→ WHAT THE EXERCISE ASKS: Look through the data below. Pick out the lines holding the string "style".

────────────────────

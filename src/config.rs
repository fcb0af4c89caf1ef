//! Lint configuration.
//!
//! Loaded from an `.oaslint.yml` file next to the linted document (or named
//! explicitly). Configuration adjusts rules, it never defines them: a rule id
//! can be disabled or have its severity replaced.

use std::collections::HashMap;
use std::path::{Path, PathBuf};

use schemars::JsonSchema;
use serde::{Deserialize, Serialize};

use crate::error::{OaslintError, Result};
use crate::lint::rule::{RuleId, Severity};

pub const CONFIG_FILE_NAME: &str = ".oaslint.yml";

#[derive(Debug, Clone, Default, Serialize, Deserialize, JsonSchema)]
#[serde(deny_unknown_fields)]
pub struct LintConfig {
    /// Per-rule severity overrides, keyed by rule id.
    #[serde(default, skip_serializing_if = "HashMap::is_empty")]
    pub severity: HashMap<String, Severity>,
    /// Rule ids that never run.
    #[serde(default, skip_serializing_if = "Vec::is_empty")]
    pub disabled: Vec<String>,
}

impl LintConfig {
    /// Load configuration from an explicit path.
    pub fn load(path: &Path) -> Result<Self> {
        let content = std::fs::read_to_string(path).map_err(|e| OaslintError::ConfigLoad {
            path: path.to_path_buf(),
            message: e.to_string(),
        })?;
        serde_yaml::from_str(&content).map_err(|e| OaslintError::ConfigLoad {
            path: path.to_path_buf(),
            message: e.to_string(),
        })
    }

    /// Find and load `.oaslint.yml` next to the linted document; defaults
    /// apply when no file is present.
    pub fn discover(document_path: &Path) -> Result<Self> {
        let dir = document_path.parent().unwrap_or_else(|| Path::new("."));
        let candidate: PathBuf = dir.join(CONFIG_FILE_NAME);
        if candidate.is_file() {
            tracing::debug!(path = %candidate.display(), "loaded lint configuration");
            Self::load(&candidate)
        } else {
            Ok(Self::default())
        }
    }

    pub fn severity_for(&self, id: &RuleId) -> Option<Severity> {
        self.severity.get(id.as_str()).copied()
    }

    pub fn is_disabled(&self, id: &RuleId) -> bool {
        self.disabled.iter().any(|d| d == id.as_str())
    }
}

#[cfg(test)]
mod tests {
    use super::*;
    use std::io::Write;

    #[test]
    fn parses_overrides_and_disabled() {
        let config: LintConfig = serde_yaml::from_str(concat!(
            "severity:\n",
            "  style-operation-tags: error\n",
            "disabled:\n",
            "  - semantics-no-servers\n",
        ))
        .unwrap();
        assert_eq!(
            config.severity_for(&RuleId::from("style-operation-tags")),
            Some(Severity::Error)
        );
        assert!(config.is_disabled(&RuleId::from("semantics-no-servers")));
        assert!(!config.is_disabled(&RuleId::from("style-operation-tags")));
    }

    #[test]
    fn unknown_fields_are_rejected() {
        let result: std::result::Result<LintConfig, _> = serde_yaml::from_str("rules: {}\n");
        assert!(result.is_err());
    }

    #[test]
    fn discover_defaults_when_absent() {
        let dir = tempfile::tempdir().unwrap();
        let config = LintConfig::discover(&dir.path().join("api.yml")).unwrap();
        assert!(config.severity.is_empty());
        assert!(config.disabled.is_empty());
    }

    #[test]
    fn discover_reads_sibling_file() {
        let dir = tempfile::tempdir().unwrap();
        let mut file = std::fs::File::create(dir.path().join(CONFIG_FILE_NAME)).unwrap();
        writeln!(file, "disabled:\n  - style-tag-order").unwrap();
        let config = LintConfig::discover(&dir.path().join("api.yml")).unwrap();
        assert!(config.is_disabled(&RuleId::from("style-tag-order")));
    }

    #[test]
    fn malformed_file_is_a_config_error() {
        let dir = tempfile::tempdir().unwrap();
        let path = dir.path().join(CONFIG_FILE_NAME);
        std::fs::write(&path, "severity: [not, a, map]\n").unwrap();
        assert!(matches!(
            LintConfig::load(&path),
            Err(OaslintError::ConfigLoad { .. })
        ));
    }
}
//! Configuration schema command.
//!
//! Prints the JSON Schema of the configuration file, for IDE autocomplete
//! and validation.

use crate::config::LintConfig;
use crate::error::Result;

use super::CommandResult;

pub fn execute() -> Result<CommandResult> {
    let schema = schemars::schema_for!(LintConfig);
    let rendered = serde_json::to_string_pretty(&schema).map_err(anyhow::Error::from)?;
    println!("{rendered}");
    Ok(CommandResult::success())
}

#[cfg(test)]
mod tests {
    use super::*;

    #[test]
    fn schema_names_both_fields() {
        let schema = schemars::schema_for!(LintConfig);
        let value = serde_json::to_value(&schema).unwrap();
        let properties = value.get("properties").unwrap();
        assert!(properties.get("severity").is_some());
        assert!(properties.get("disabled").is_some());
    }
}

────────────────────

→ ANSWER:
            "  style-operation-tags: error\n",
            config.severity_for(&RuleId::from("style-operation-tags")),
        assert!(!config.is_disabled(&RuleId::from("style-operation-tags")));
        writeln!(file, "disabled:\n  - style-tag-order").unwrap();
        assert!(config.is_disabled(&RuleId::from("style-tag-order")));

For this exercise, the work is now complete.